Goal of the exercise: Identify all lines of the data containing the string "Deserialize" and copy them.

Exercise data:
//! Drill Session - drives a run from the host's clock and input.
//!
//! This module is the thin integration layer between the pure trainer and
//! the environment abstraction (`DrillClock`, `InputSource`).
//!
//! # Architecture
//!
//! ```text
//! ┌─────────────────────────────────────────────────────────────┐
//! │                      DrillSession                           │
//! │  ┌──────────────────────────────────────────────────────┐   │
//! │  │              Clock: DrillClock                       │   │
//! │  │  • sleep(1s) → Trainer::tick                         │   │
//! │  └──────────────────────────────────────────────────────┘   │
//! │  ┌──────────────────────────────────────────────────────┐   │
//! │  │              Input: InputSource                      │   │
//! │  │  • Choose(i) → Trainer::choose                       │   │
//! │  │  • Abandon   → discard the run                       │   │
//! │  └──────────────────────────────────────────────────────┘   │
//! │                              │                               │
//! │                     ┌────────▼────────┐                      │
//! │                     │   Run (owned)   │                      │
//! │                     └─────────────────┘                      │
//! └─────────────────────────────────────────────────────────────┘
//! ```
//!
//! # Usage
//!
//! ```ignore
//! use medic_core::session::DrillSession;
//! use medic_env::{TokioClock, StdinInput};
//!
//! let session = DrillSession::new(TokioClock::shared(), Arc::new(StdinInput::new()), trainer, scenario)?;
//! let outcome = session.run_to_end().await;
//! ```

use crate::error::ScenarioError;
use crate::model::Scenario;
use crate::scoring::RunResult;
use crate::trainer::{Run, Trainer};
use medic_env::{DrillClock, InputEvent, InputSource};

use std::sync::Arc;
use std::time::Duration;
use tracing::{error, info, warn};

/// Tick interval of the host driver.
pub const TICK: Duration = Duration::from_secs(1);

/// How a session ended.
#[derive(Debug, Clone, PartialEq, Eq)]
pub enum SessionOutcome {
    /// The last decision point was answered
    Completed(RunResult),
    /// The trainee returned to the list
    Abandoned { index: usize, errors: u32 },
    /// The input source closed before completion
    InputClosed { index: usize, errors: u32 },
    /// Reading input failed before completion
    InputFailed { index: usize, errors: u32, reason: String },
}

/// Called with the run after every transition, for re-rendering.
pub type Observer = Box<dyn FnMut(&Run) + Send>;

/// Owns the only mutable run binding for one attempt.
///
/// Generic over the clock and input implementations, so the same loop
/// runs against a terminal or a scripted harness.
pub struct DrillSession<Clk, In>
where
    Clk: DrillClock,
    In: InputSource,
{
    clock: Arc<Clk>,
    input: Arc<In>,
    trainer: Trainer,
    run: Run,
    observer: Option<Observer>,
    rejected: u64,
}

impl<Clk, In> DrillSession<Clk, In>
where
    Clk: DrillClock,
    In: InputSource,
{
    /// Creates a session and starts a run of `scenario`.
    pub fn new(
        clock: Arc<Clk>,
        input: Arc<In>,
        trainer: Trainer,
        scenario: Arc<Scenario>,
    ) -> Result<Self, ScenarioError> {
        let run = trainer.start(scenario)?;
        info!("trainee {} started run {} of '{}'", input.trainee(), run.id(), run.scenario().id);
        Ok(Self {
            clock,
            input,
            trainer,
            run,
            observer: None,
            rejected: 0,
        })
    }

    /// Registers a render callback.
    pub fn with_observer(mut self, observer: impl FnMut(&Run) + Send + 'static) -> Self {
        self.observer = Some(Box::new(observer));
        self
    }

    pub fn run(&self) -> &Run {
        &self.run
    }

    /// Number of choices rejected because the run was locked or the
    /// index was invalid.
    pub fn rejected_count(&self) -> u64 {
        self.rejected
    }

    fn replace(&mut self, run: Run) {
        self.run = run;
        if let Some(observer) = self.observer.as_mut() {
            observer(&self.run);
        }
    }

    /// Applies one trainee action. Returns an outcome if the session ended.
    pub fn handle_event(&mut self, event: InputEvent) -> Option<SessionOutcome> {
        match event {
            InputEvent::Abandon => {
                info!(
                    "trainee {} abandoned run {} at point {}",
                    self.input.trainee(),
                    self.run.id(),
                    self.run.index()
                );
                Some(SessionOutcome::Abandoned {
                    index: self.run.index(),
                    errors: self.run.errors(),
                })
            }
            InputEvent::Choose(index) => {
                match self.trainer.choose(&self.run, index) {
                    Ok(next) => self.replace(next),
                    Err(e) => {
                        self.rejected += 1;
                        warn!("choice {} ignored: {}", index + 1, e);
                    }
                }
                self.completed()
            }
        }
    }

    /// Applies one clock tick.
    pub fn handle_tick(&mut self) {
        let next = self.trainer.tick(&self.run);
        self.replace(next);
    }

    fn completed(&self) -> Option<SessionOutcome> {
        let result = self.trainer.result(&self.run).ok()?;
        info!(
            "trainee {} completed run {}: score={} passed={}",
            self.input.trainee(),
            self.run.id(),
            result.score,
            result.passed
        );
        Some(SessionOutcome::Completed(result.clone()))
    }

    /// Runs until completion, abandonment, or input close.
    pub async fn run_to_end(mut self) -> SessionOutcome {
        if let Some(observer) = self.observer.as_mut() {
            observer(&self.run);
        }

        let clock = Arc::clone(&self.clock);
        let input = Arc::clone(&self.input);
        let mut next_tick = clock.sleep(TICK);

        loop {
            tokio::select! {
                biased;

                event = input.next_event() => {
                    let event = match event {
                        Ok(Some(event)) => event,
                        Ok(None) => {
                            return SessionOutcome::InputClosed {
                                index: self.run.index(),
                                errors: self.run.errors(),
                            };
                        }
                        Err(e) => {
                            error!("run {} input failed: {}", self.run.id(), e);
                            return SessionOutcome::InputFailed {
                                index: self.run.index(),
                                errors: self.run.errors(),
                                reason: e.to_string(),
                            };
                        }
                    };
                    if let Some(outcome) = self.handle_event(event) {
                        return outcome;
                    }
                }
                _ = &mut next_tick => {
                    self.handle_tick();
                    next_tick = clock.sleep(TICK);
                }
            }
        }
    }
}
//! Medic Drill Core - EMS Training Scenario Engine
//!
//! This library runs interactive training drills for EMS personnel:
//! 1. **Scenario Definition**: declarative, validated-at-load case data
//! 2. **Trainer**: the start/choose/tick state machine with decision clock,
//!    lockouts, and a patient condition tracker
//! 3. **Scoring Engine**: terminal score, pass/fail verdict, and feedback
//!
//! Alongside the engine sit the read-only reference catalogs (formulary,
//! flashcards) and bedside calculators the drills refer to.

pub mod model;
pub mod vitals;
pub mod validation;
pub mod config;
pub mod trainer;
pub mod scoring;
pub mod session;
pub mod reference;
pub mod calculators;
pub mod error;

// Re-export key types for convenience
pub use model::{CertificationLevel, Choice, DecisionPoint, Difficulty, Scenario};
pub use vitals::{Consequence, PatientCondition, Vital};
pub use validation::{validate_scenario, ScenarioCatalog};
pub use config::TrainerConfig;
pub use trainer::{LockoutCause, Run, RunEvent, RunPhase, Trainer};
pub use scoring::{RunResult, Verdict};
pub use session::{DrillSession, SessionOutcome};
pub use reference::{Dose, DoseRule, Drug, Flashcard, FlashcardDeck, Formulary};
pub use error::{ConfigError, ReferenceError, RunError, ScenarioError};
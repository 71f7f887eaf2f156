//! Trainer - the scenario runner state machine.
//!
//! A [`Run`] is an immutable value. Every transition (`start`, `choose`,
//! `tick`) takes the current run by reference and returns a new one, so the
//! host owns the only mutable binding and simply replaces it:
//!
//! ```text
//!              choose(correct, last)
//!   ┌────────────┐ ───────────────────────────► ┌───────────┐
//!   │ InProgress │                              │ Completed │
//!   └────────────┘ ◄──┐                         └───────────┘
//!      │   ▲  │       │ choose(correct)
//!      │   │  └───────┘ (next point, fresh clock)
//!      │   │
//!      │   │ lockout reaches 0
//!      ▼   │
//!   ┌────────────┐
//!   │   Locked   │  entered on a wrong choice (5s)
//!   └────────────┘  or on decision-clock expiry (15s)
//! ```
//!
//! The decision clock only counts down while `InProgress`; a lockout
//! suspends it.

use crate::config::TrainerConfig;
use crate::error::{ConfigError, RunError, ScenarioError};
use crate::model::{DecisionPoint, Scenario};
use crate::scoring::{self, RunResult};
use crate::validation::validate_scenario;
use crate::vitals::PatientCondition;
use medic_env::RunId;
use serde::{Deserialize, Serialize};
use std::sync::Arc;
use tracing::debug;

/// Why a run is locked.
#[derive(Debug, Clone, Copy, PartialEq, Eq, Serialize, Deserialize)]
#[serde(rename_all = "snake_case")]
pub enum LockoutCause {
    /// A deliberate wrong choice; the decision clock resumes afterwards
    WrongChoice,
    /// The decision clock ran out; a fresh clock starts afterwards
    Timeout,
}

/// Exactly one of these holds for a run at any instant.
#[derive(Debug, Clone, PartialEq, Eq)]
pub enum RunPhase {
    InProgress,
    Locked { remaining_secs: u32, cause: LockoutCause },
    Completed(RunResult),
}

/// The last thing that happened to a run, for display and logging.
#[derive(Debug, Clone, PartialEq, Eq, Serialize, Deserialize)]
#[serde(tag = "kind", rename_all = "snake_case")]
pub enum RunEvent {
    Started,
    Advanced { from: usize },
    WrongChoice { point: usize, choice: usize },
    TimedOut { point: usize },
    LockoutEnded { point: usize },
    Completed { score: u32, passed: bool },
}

Solution to this task:
use serde::{Deserialize, Serialize};
#[derive(Debug, Clone, Copy, PartialEq, Eq, Serialize, Deserialize)]
#[derive(Debug, Clone, PartialEq, Eq, Serialize, Deserialize)]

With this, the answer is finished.